To replicate physical contact between the two violinists in a scenario where this is typically absent, researchers from the CONBOTS team developed a pair of wearable exoskeletons For the upper limbs, they can sense the movements of the two violinists and, when they don't coincide, apply forces proportional to the difference between their movements. In this way, the exoskeletons allow the two musicians to virtually connect, allowing them to physically sense their partner's movements, simulating direct physical contact. 

The team tested the system with twenty pairs of violinists, ten amateur pairs and ten professional pairs, who performed a piece of music under four sensory conditions: hearing only; hearing and vision; hearing and haptics; and hearing, vision, and haptics. The musicians were unfamiliar with the exoskeletons and were not told they were physically connected. Nevertheless, in the presence of haptic feedback, coordination improved significantly, with the musicians aligning their arm movements more precisely, better synchronizing their bow positions, and achieving better musical coordination. 

Surprisingly, the force feedback provided by the exoskeletons improved coordination more than visual feedback, although violinists are normally trained to rely on vision during duet performances. The most significant improvements occurred when all three senses were combined, highlighting the role of multisensory integration in fine sensorimotor tasks.  

The results of the CONBOTS project They suggest that haptic feedback may represent an effective communication channel in collaborative tasks between individuals due to its implicit nature. Unlike visual cues, which require conscious attention, haptic feedback is bodily and immediate, allowing partners to adapt to each other's movements in an almost reflexive manner. Beyond music, this approach could have a broader impact on numerous collaborative activities, including motor learning, for example.  

"We are entering an era where robots can mediate physical communication between humans in entirely new ways," adds Professor Domenico Formica of the Research Unit of Neurophysiology and Neuroengineering of Human-Technology Interaction (NeXTlab) ofUniversità Campus Bio-Medico di Roma and study coordinator. "This study is a first step toward systems that physically connect people, enhancing their coordination, learning, and rehabilitation." 

"Haptics, or tactile and kinesthetic perception, provides information in a fundamentally different way than sight," explains Francesco Di Tommaso, postdoctoral researcher at the Advanced Robotics and Human-Centered Technologies Research Unit (CREO Lab) of theUniversità Campus Bio-Medico di Roma and corresponding author of the study - It's physical, direct, and immediate.
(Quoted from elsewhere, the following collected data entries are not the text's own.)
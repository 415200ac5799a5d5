// SPDX-License-Identifier: Apache-2.0

//! Separate-chaining hash table backing JSON objects.

use alloc::borrow::Cow;
use alloc::string::String;
use core::fmt;
use core::mem;

use super::array::over_load_factor;
use super::slots::Slots;
use super::Value;
use crate::arena::{AllocError, Arena};

/// Smallest bucket count; every capacity is a power of two.
pub const MIN_CAPACITY: usize = 8;

const FNV_OFFSET_BASIS: u32 = 2_166_136_261;
const FNV_PRIME: u32 = 16_777_619;

/// 32-bit FNV-1a.
pub fn fnv1a(key: &str) -> u32 {
    key.bytes().fold(FNV_OFFSET_BASIS, |hash, byte| {
        (hash ^ u32::from(byte)).wrapping_mul(FNV_PRIME)
    })
}

/// Why an insertion did not happen.
#[derive(Debug, Clone, Copy, PartialEq, Eq)]
pub enum InsertError {
    /// The key is already present; the table was left unchanged.
    DuplicateKey,
    /// Growing the table or a bucket failed; the table was left unchanged.
    OutOfMemory,
}

impl From<AllocError> for InsertError {
    fn from(_: AllocError) -> Self {
        InsertError::OutOfMemory
    }
}

impl fmt::Display for InsertError {
    fn fmt(&self, f: &mut fmt::Formatter<'_>) -> fmt::Result {
        match self {
            InsertError::DuplicateKey => f.write_str("duplicate key"),
            InsertError::OutOfMemory => f.write_str("out of memory"),
        }
    }
}

/// A key/value pair stored in a [`HashTable`].
#[derive(Debug, Default)]
pub struct Entry<'a> {
    key: Cow<'a, str>,
    value: Value<'a>,
}

impl<'a> Entry<'a> {
    pub fn key(&self) -> &str {
        &self.key
    }

    /// Length of the key in bytes.
    pub fn key_len(&self) -> usize {
        self.key.len()
    }

    pub fn value(&self) -> &Value<'a> {
        &self.value
    }

    pub fn value_mut(&mut self) -> &mut Value<'a> {
        &mut self.value
    }
}

#[derive(Default)]
struct Bucket<'a> {
    entries: Slots<'a, Entry<'a>>,
    len: usize,
}

impl<'a> Bucket<'a> {
    fn entries(&self) -> &[Entry<'a>] {
        self.entries.as_slice().get(..self.len).unwrap_or(&[])
    }

    fn entries_mut(&mut self) -> &mut [Entry<'a>] {
        let len = self.len;
        self.entries.as_mut_slice().get_mut(..len).unwrap_or(&mut [])
    }

    fn position(&self, key: &str) -> Option<usize> {
        self.entries().iter().position(|entry| entry.key == key)
    }

    /// Makes room for `additional` more entries, growing geometrically.
    fn reserve(&mut self, additional: usize, arena: Option<&'a Arena>) -> Result<(), AllocError> {
        let needed = self.len.checked_add(additional).ok_or(AllocError)?;
        let mut capacity = self.entries.capacity();
        if needed <= capacity {
            return Ok(());
        }
        while capacity < needed {
            capacity = capacity.checked_mul(2).ok_or(AllocError)?.max(2);
        }
        self.entries.resize(self.len, capacity, arena)
    }

    /// Appends without checking for duplicates; room must be reserved.
    fn push(&mut self, entry: Entry<'a>) -> Result<(), AllocError> {
        let slot = self
            .entries
            .as_mut_slice()
            .get_mut(self.len)
            .ok_or(AllocError)?;
        *slot = entry;
        self.len += 1;
        Ok(())
    }

    /// Swap-with-last removal.
    fn remove(&mut self, index: usize) -> Option<Entry<'a>> {
        let last = self.len.checked_sub(1)?;
        let entries = self.entries.as_mut_slice();
        if index > last {
            return None;
        }
        entries.swap(index, last);
        let entry = mem::take(entries.get_mut(last)?);
        self.len = last;
        Some(entry)
    }
}

/// Map from string keys to values with unique keys.
///
/// Heap operations (`insert`, `set`) and arena operations (`insert_in`,
/// `set_in`) can be mixed; keys inserted through an arena operation are copied
/// into the arena, the others into owned strings freed when the table drops.
pub struct HashTable<'a> {
    buckets: Slots<'a, Bucket<'a>>,
    size: usize,
}

impl Default for HashTable<'_> {
    fn default() -> Self {
        Self::new()
    }
}

/// Rounds a requested capacity up to a usable power of two.
fn table_capacity(requested: usize) -> Result<usize, AllocError> {
    requested
        .max(MIN_CAPACITY)
        .checked_next_power_of_two()
        .ok_or(AllocError)
}

impl<'a> HashTable<'a> {
    pub fn new() -> Self {
        Self::with_capacity(MIN_CAPACITY)
    }

    /// Heap-backed table with at least `capacity` buckets.
    pub fn with_capacity(capacity: usize) -> Self {
        let capacity = table_capacity(capacity).unwrap_or(MIN_CAPACITY);
        Self {
            buckets: Slots::heap(capacity),
            size: 0,
        }
    }

    /// Table whose buckets are allocated in `arena`.
    pub fn with_capacity_in(capacity: usize, arena: &'a Arena) -> Result<Self, AllocError> {
        Ok(Self {
            buckets: Slots::with_capacity(table_capacity(capacity)?, Some(arena))?,
            size: 0,
        })
    }

    /// Number of entries.
    pub fn len(&self) -> usize {
        self.size
    }

    pub fn is_empty(&self) -> bool {
        self.size == 0
    }

    /// Number of buckets.
    pub fn capacity(&self) -> usize {
        self.buckets.capacity()
    }

    pub fn is_pooled(&self) -> bool {
        self.buckets.is_pooled()
    }

    fn bucket_index(&self, key: &str) -> usize {
        // Capacity is a power of two, so masking keeps the index in range
        fnv1a(key) as usize & self.capacity().wrapping_sub(1)
    }

    fn bucket(&self, key: &str) -> Option<&Bucket<'a>> {
        self.buckets.as_slice().get(self.bucket_index(key))
    }

    fn bucket_mut(&mut self, key: &str) -> Option<&mut Bucket<'a>> {
        let index = self.bucket_index(key);
        self.buckets.as_mut_slice().get_mut(index)
    }

    /// Looks up `key`. Never allocates.
    pub fn get(&self, key: &str) -> Option<&Value<'a>> {
        let bucket = self.bucket(key)?;
        let index = bucket.position(key)?;
        bucket.entries().get(index).map(Entry::value)
    }

    pub fn get_mut(&mut self, key: &str) -> Option<&mut Value<'a>> {
        let bucket = self.bucket_mut(key)?;
        let index = bucket.position(key)?;
        bucket.entries_mut().get_mut(index).map(Entry::value_mut)
    }

    pub fn contains_key(&self, key: &str) -> bool {
        self.get(key).is_some()
    }

    /// Inserts a new key, copying it into an owned string.
    ///
    /// An existing key is reported as [`InsertError::DuplicateKey`] and leaves
    /// the table untouched.
    pub fn insert(&mut self, key: &str, value: Value<'a>) -> Result<(), InsertError> {
        if self.contains_key(key) {
            return Err(InsertError::DuplicateKey);
        }
        self.insert_new(Cow::Owned(String::from(key)), value, None)?;
        Ok(())
    }

    /// Like [`insert`](Self::insert), with the key and any growth placed in
    /// `arena`.
    pub fn insert_in(
        &mut self,
        key: &str,
        value: Value<'a>,
        arena: &'a Arena,
    ) -> Result<(), InsertError> {
        if self.contains_key(key) {
            return Err(InsertError::DuplicateKey);
        }
        let key = arena.alloc_str(key)?;
        self.insert_new(Cow::Borrowed(key), value, Some(arena))?;
        Ok(())
    }

    /// Stores `value` under `key`, returning the value it replaced.
    pub fn set(&mut self, key: &str, value: Value<'a>) -> Result<Option<Value<'a>>, AllocError> {
        if let Some(slot) = self.get_mut(key) {
            return Ok(Some(mem::replace(slot, value)));
        }
        self.insert_new(Cow::Owned(String::from(key)), value, None)?;
        Ok(None)
    }

    /// Like [`set`](Self::set), with a new key and any growth placed in `arena`.
    pub fn set_in(
        &mut self,
        key: &str,
        value: Value<'a>,
        arena: &'a Arena,
    ) -> Result<Option<Value<'a>>, AllocError> {
        if let Some(slot) = self.get_mut(key) {
            return Ok(Some(mem::replace(slot, value)));
        }
        let key = arena.alloc_str(key)?;
        self.insert_new(Cow::Borrowed(key), value, Some(arena))?;
        Ok(None)
    }

    /// Removes `key`, returning its value.
    pub fn delete(&mut self, key: &str) -> Option<Value<'a>> {
        let bucket = self.bucket_mut(key)?;
        let index = bucket.position(key)?;
        let entry = bucket.remove(index)?;
        self.size -= 1;
        Some(entry.value)
    }

    /// Entries in bucket order.
    pub fn iter(&self) -> Iter<'_, 'a> {
        Iter {
            buckets: self.buckets.as_slice().iter(),
            entries: Default::default(),
        }
    }

    pub fn keys(&self) -> Keys<'_, 'a> {
        Keys { inner: self.iter() }
    }

    /// Appends an entry whose key is known to be absent.
    fn insert_new(
        &mut self,
        key: Cow<'a, str>,
        value: Value<'a>,
        arena: Option<&'a Arena>,
    ) -> Result<(), AllocError> {
        let size = self.size.checked_add(1).ok_or(AllocError)?;
        if over_load_factor(size, self.capacity()) {
            let capacity = self.capacity().checked_mul(2).ok_or(AllocError)?;
            self.rehash(capacity.max(MIN_CAPACITY), arena)?;
        }

        let bucket = self.bucket_mut(&key).ok_or(AllocError)?;
        bucket.reserve(1, arena)?;
        bucket.push(Entry { key, value })?;
        self.size = size;
        Ok(())
    }

    /// Redistributes every entry into `capacity` buckets.
    ///
    /// All memory is reserved before any entry moves, so a failure leaves the
    /// table as it was.
    fn rehash(&mut self, capacity: usize, arena: Option<&'a Arena>) -> Result<(), AllocError> {
        log::trace!(
            "rehashing {} entries from {} to {} buckets",
            self.size,
            self.capacity(),
            capacity
        );
        let mask = capacity - 1;
        let mut fresh: Slots<'a, Bucket<'a>> = Slots::with_capacity(capacity, arena)?;

        // First pass: size each new bucket exactly
        let mut counts: Slots<'_, usize> = Slots::with_capacity(capacity, None)?;
        let counts = counts.as_mut_slice();
        for entry in self.iter() {
            if let Some(count) = counts.get_mut(fnv1a(entry.key()) as usize & mask) {
                *count += 1;
            }
        }
        for (bucket, &count) in fresh.as_mut_slice().iter_mut().zip(counts.iter()) {
            if count > 0 {
                bucket.reserve(count, arena)?;
            }
        }

        // Second pass: move the entries, which cannot fail anymore
        for bucket in self.buckets.as_mut_slice() {
            for entry in bucket.entries_mut() {
                let entry = mem::take(entry);
                if let Some(target) = fresh.as_mut_slice().get_mut(fnv1a(&entry.key) as usize & mask)
                {
                    target.push(entry)?;
                }
            }
            bucket.len = 0;
        }
        self.buckets = fresh;
        Ok(())
    }
}

/// Iterator over the entries of a [`HashTable`].
pub struct Iter<'s, 'a> {
    buckets: core::slice::Iter<'s, Bucket<'a>>,
    entries: core::slice::Iter<'s, Entry<'a>>,
}

impl<'s, 'a> Iterator for Iter<'s, 'a> {
    type Item = &'s Entry<'a>;

    fn next(&mut self) -> Option<Self::Item> {
        loop {
            if let Some(entry) = self.entries.next() {
                return Some(entry);
            }
            self.entries = self.buckets.next()?.entries().iter();
        }
    }
}

/// Iterator over the keys of a [`HashTable`].
pub struct Keys<'s, 'a> {
    inner: Iter<'s, 'a>,
}

impl<'s> Iterator for Keys<'s, '_> {
    type Item = &'s str;

    fn next(&mut self) -> Option<Self::Item> {
        self.inner.next().map(Entry::key)
    }
}

impl<'s, 'a> IntoIterator for &'s HashTable<'a> {
    type Item = &'s Entry<'a>;
    type IntoIter = Iter<'s, 'a>;

    fn into_iter(self) -> Self::IntoIter {
        self.iter()
    }
}

impl fmt::Debug for HashTable<'_> {
    fn fmt(&self, f: &mut fmt::Formatter<'_>) -> fmt::Result {
        f.debug_map()
            .entries(self.iter().map(|entry| (entry.key(), entry.value())))
            .finish()
    }
}

#[cfg(test)]
mod tests {
    use super::*;
    use test_log::test;

    #[test]
    fn test_fnv1a_reference_values() {
        assert_eq!(fnv1a(""), 0x811c_9dc5);
        assert_eq!(fnv1a("a"), 0xe40c_292c);
        assert_eq!(fnv1a("foobar"), 0xbf9c_f968);
    }

    #[test]
    fn test_capacity_rounds_to_power_of_two() {
        assert_eq!(HashTable::with_capacity(0).capacity(), 8);
        assert_eq!(HashTable::with_capacity(9).capacity(), 16);
        assert_eq!(HashTable::with_capacity(64).capacity(), 64);
    }

    #[test]
    fn test_insert_rejects_duplicates() {
        let mut table = HashTable::new();
        table.insert("k", Value::Number(1.0)).unwrap();
        assert_eq!(
            table.insert("k", Value::Number(2.0)),
            Err(InsertError::DuplicateKey)
        );
        assert_eq!(table.len(), 1);
        assert_eq!(table.get("k"), Some(&Value::Number(1.0)));
    }

    #[test]
    fn test_set_overwrites() {
        let mut table = HashTable::new();
        assert_eq!(table.set("k", Value::Bool(false)), Ok(None));
        assert_eq!(
            table.set("k", Value::Bool(true)),
            Ok(Some(Value::Bool(false)))
        );
        assert_eq!(table.len(), 1);
        assert_eq!(table.get("k"), Some(&Value::Bool(true)));
    }

    #[test]
    fn test_seventh_key_doubles_capacity() {
        let mut table = HashTable::with_capacity(8);
        let keys = ["a", "b", "c", "d", "e", "f"];
        for (n, key) in keys.iter().enumerate() {
            table.insert(key, Value::Number(n as f64)).unwrap();
        }
        assert_eq!(table.capacity(), 8);
        table.insert("g", Value::Null).unwrap();
        assert_eq!(table.capacity(), 16);
        assert_eq!(table.len(), 7);
        for (n, key) in keys.iter().enumerate() {
            assert_eq!(table.get(key), Some(&Value::Number(n as f64)));
        }
        assert_eq!(table.get("g"), Some(&Value::Null));
    }

    #[test]
    fn test_delete_swaps_with_last() {
        let mut table = HashTable::new();
        for n in 0..40 {
            table.insert(&alloc::format!("key{n}"), Value::Number(n as f64)).unwrap();
        }
        for n in (0..40).step_by(3) {
            assert_eq!(
                table.delete(&alloc::format!("key{n}")),
                Some(Value::Number(n as f64))
            );
        }
        assert_eq!(table.delete("key0"), None);
        assert_eq!(table.len(), 26);
        for n in 0..40 {
            let found = table.get(&alloc::format!("key{n}"));
            if n % 3 == 0 {
                assert_eq!(found, None);
            } else {
                assert_eq!(found, Some(&Value::Number(n as f64)));
            }
        }
    }

    #[test]
    fn test_arena_table_keeps_keys_in_arena() {
        let arena = Arena::with_block_size(8192);
        let mut table = HashTable::with_capacity_in(0, &arena).unwrap();
        for n in 0..10 {
            table
                .insert_in(&alloc::format!("k{n}"), Value::Number(n as f64), &arena)
                .unwrap();
        }
        assert!(table.is_pooled());
        assert_eq!(table.capacity(), 16);
        assert!(table
            .iter()
            .all(|entry| matches!(entry.key, Cow::Borrowed(_))));
        assert_eq!(table.keys().count(), 10);
        assert_eq!(
            table.set_in("k3", Value::Null, &arena),
            Ok(Some(Value::Number(3.0)))
        );
    }
}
Our results suggest that the human motor system can integrate this information very efficiently, even in highly skilled artists."   

"These wearable robots - says Professor Nicola Vitiello, Rector and head of the research group at the Scuola Superiore Sant'Anna who designed the exoskeletons for this experiment - could support collaborative training, motor learning and even rehabilitation, where therapists and patients could be physically connected".   

“This is a breakthrough in our understanding of the corporeal nature of human interaction with music,” concludes the Professor Emeritus Marc Leman, Former director of the IPEM-Musicology and the Art and Science Interaction Laboratory (ASIL) at Ghent University, where the tests were conducted. "Perceiving each other's movements during musical performance enhances the synchronization of shared temporal tasks more powerfully than expected, opening the way to applications beyond music, in domains that may involve coordinating actions over a distance."